William nodded in agreement. “You lose the battle. You win the war. She won't be a fabulous soloist, but she'll keep her mother's money where it should be and keep the company's finances healthy.”

Charles sighed again and shook his head. “I don't understand how you and Lucas think. I just don't. Jane deserves this.”

“You aren't thinking practically, Charles. Just promote Anne. Jane Bennet can wait another season. She's young.”

Staring at his desk vacantly, Charles made no reply. William took this as a sign of assent. Turning, he opened the door again, but before he left the room, he looked over his shoulder and smiled sadly at his friend.

“There's a reason I declined that position in San Francisco. I don't envy you.”

Charles returned the weary smile and watched William leave. Swiveling in his chair, he leaned back, closed his eyes, and made an inner apology to Jane. He would promote her next season. He promised himself.



Chapter 10

“Tell me what you know about Anne Boroughs,” Elizabeth said, stabbing her fork into a grape tomato.
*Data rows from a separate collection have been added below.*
//! Whole-document JSON read/write helpers.
//!
//! # Responsibility
//! - Read a document and report why it yielded nothing usable.
//! - Replace a document without ever leaving a half-written file behind.
//!
//! # Invariants
//! - `write_document` writes into a sibling temp file, syncs it, then renames
//!   it over the target. Readers see the old or the new document, never a mix.
//! - Output is pretty-printed with a four-space indent.

use super::{StoreError, StoreResult};
use log::{debug, error, warn};
use serde::Serialize;
use serde_json::ser::PrettyFormatter;
use serde_json::{Serializer, Value};
use std::fs;
use std::io::{self, Write};
use std::path::Path;
use std::time::Instant;
use tempfile::NamedTempFile;

const DOCUMENT_INDENT: &[u8] = b"    ";

/// Outcome of reading one JSON document.
#[derive(Debug)]
pub enum DocumentRead {
    /// The file does not exist.
    Missing,
    /// The file exists but holds only whitespace.
    Blank,
    /// The file exists but could not be read.
    Unreadable(io::Error),
    /// The file holds text that is not valid JSON.
    Unparsable(serde_json::Error),
    /// The file holds a JSON value.
    Parsed(Value),
}

impl DocumentRead {
    /// Returns the parsed value, if any.
    pub fn into_value(self) -> Option<Value> {
        match self {
            Self::Parsed(value) => Some(value),
            _ => None,
        }
    }

    /// Returns whether the document simply has no content yet.
    ///
    /// Missing and blank files both mean "nothing stored", as opposed to
    /// content that exists but cannot be understood.
    pub fn is_vacant(&self) -> bool {
        matches!(self, Self::Missing | Self::Blank)
    }
}

/// Reads and parses one JSON document.
///
/// Never fails: every problem is reported as a `DocumentRead` variant and
/// logged, so callers decide which default to fall back to.
pub fn read_document(path: &Path) -> DocumentRead {
    let text = match fs::read_to_string(path) {
        Ok(text) => text,
        Err(err) if err.kind() == io::ErrorKind::NotFound => {
            debug!(
                "event=document_read module=storage status=fallback reason=missing path={}",
                path.display()
            );
            return DocumentRead::Missing;
        }
        Err(err) => {
            warn!(
                "event=document_read module=storage status=fallback reason=unreadable path={} error={}",
                path.display(),
                err
            );
            return DocumentRead::Unreadable(err);
        }
    };

    if text.trim().is_empty() {
        debug!(
            "event=document_read module=storage status=fallback reason=blank path={}",
            path.display()
        );
        return DocumentRead::Blank;
    }

    match serde_json::from_str(&text) {
        Ok(value) => DocumentRead::Parsed(value),
        Err(err) => {
            warn!(
                "event=document_read module=storage status=fallback reason=unparsable path={} error={}",
                path.display(),
                err
            );
            DocumentRead::Unparsable(err)
        }
    }
}

/// Atomically replaces the document at `path` with `value`.
///
/// Creates the parent directory when needed.
///
/// # Errors
/// - `StoreError::Serialize` when `value` cannot be encoded.
/// - `StoreError::WriteFailed` for any filesystem failure.
pub fn write_document(path: &Path, value: &Value) -> StoreResult<()> {
    let started_at = Instant::now();
    let encoded = encode_pretty(value)?;

    match replace_file(path, &encoded) {
        Ok(()) => {
            debug!(
                "event=document_write module=storage status=ok path={} bytes={} duration_ms={}",
                path.display(),
                encoded.len(),
                started_at.elapsed().as_millis()
            );
            Ok(())
        }
        Err(err) => {
            error!(
                "event=document_write module=storage status=error path={} duration_ms={} error={}",
                path.display(),
                started_at.elapsed().as_millis(),
                err
            );
            Err(StoreError::WriteFailed {
                path: path.to_path_buf(),
                source: err,
            })
        }
    }
}

fn encode_pretty(value: &Value) -> StoreResult<Vec<u8>> {
    let mut buffer = Vec::new();
    let mut serializer =
        Serializer::with_formatter(&mut buffer, PrettyFormatter::with_indent(DOCUMENT_INDENT));
    value.serialize(&mut serializer)?;
    buffer.push(b'\n');
    Ok(buffer)
}

fn replace_file(path: &Path, contents: &[u8]) -> io::Result<()> {
    let parent = match path.parent() {
        Some(dir) if !dir.as_os_str().is_empty() => dir,
        _ => Path::new("."),
    };
    fs::create_dir_all(parent)?;

    let mut staged = NamedTempFile::new_in(parent)?;
    staged.write_all(contents)?;
    staged.as_file().sync_all()?;
    staged.persist(path).map_err(|err| err.error)?;
    Ok(())
}
//! Settings store: persisted order counter plus UI preferences.
//!
//! # Responsibility
//! - Load the counter and preferences, falling open to a fresh install.
//! - Save by read-modify-write so keys written by other views survive.
//!
//! # Invariants
//! - A missing or blank document loads as `current_order = 0` with empty
//!   preferences, and is an empty merge base on save.
//! - A document that exists but is not a JSON mapping is never overwritten;
//!   saves fail with `StoreError::UnmergeableSettings`.
//! - The persisted `current_order` never decreases.
//! - Keys not mentioned by a save are preserved verbatim.

use crate::model::settings::{Preferences, Settings, CURRENT_ORDER_KEY};
use crate::storage::{read_document, write_document, DocumentRead, StoreError, StoreResult};
use log::{info, warn};
use serde_json::{Map, Value};
use std::path::{Path, PathBuf};

/// Repository interface for the settings document.
pub trait SettingsRepository {
    /// Loads the counter and preferences. Never fails.
    fn load(&self) -> Settings;

    /// Persists `current_order` and overlays `preferences` onto the stored
    /// document.
    ///
    /// A `current_order` lower than the stored one is clamped to the stored
    /// value.
    fn save(&self, current_order: u64, preferences: &Preferences) -> StoreResult<()>;

    /// Overlays `preferences` onto the stored document, keeping the stored
    /// counter.
    fn save_preferences(&self, preferences: &Preferences) -> StoreResult<()>;
}

/// Settings store backed by one JSON object document.
#[derive(Debug, Clone)]
pub struct JsonSettingsRepository {
    path: PathBuf,
}

impl JsonSettingsRepository {
    pub fn new(path: impl Into<PathBuf>) -> Self {
        Self { path: path.into() }
    }

    pub fn path(&self) -> &Path {
        &self.path
    }

    fn merge_base(&self) -> StoreResult<Map<String, Value>> {
        let reason = match read_document(&self.path) {
            DocumentRead::Missing | DocumentRead::Blank => return Ok(Map::new()),
            DocumentRead::Parsed(Value::Object(entries)) => return Ok(entries),
            DocumentRead::Parsed(_) => "document is not a JSON object".to_string(),
            DocumentRead::Unparsable(err) => format!("document is not valid JSON: {err}"),
            DocumentRead::Unreadable(err) => format!("document could not be read: {err}"),
        };
        Err(StoreError::UnmergeableSettings {
            path: self.path.clone(),
            reason,
        })
    }

    fn write_merged(
        &self,
        requested_order: Option<u64>,
        preferences: &Preferences,
    ) -> StoreResult<u64> {
        let mut document = self.merge_base()?;
        let stored_order = document
            .get(CURRENT_ORDER_KEY)
            .and_then(Value::as_u64)
            .unwrap_or(0);

        let effective_order = match requested_order {
            Some(requested) if requested < stored_order => {
                warn!(
                    "event=settings_save module=repo status=clamped requested_order={} stored_order={}",
                    requested, stored_order
                );
                stored_order
            }
            Some(requested) => requested,
            None => stored_order,
        };

        for (key, value) in preferences.iter() {
            document.insert(key.clone(), value.clone());
        }
        document.insert(CURRENT_ORDER_KEY.to_string(), Value::from(effective_order));

        write_document(&self.path, &Value::Object(document))?;
        Ok(effective_order)
    }
}

impl SettingsRepository for JsonSettingsRepository {
    fn load(&self) -> Settings {
        match read_document(&self.path) {
            DocumentRead::Parsed(value) => Settings::from_document(&value).unwrap_or_else(|| {
                warn!(
                    "event=settings_load module=repo status=fallback reason=not_an_object path={}",
                    self.path.display()
                );
                Settings::default()
            }),
            _ => Settings::default(),
        }
    }

    fn save(&self, current_order: u64, preferences: &Preferences) -> StoreResult<()> {
        let written = self.write_merged(Some(current_order), preferences)?;
        info!(
            "event=settings_save module=repo status=ok current_order={}",
            written
        );
        Ok(())
    }

    fn save_preferences(&self, preferences: &Preferences) -> StoreResult<()> {
        let written = self.write_merged(None, preferences)?;
        info!(
            "event=preferences_save module=repo status=ok keys={} current_order={}",
            preferences.len(),
            written
        );
        Ok(())
    }
}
“Anne Boroughs?” Greg repeated, looking askance. “Not much. She's Catherine Boroughs' daughter. Has been lusting after William Darcy since she was sixteen.”

Elizabeth guffawed. “Anne Boroughs doesn't seem like the ‘lusting' type.”

Greg snickered. “She does have the whole unsmiling, gray, Communist Russia look going on, doesn't she? But, her mother's been trying to marry her off to that man for years. Why? What's little Annie doing now? Has Beauty's dream of snagging the Beast finally come true?”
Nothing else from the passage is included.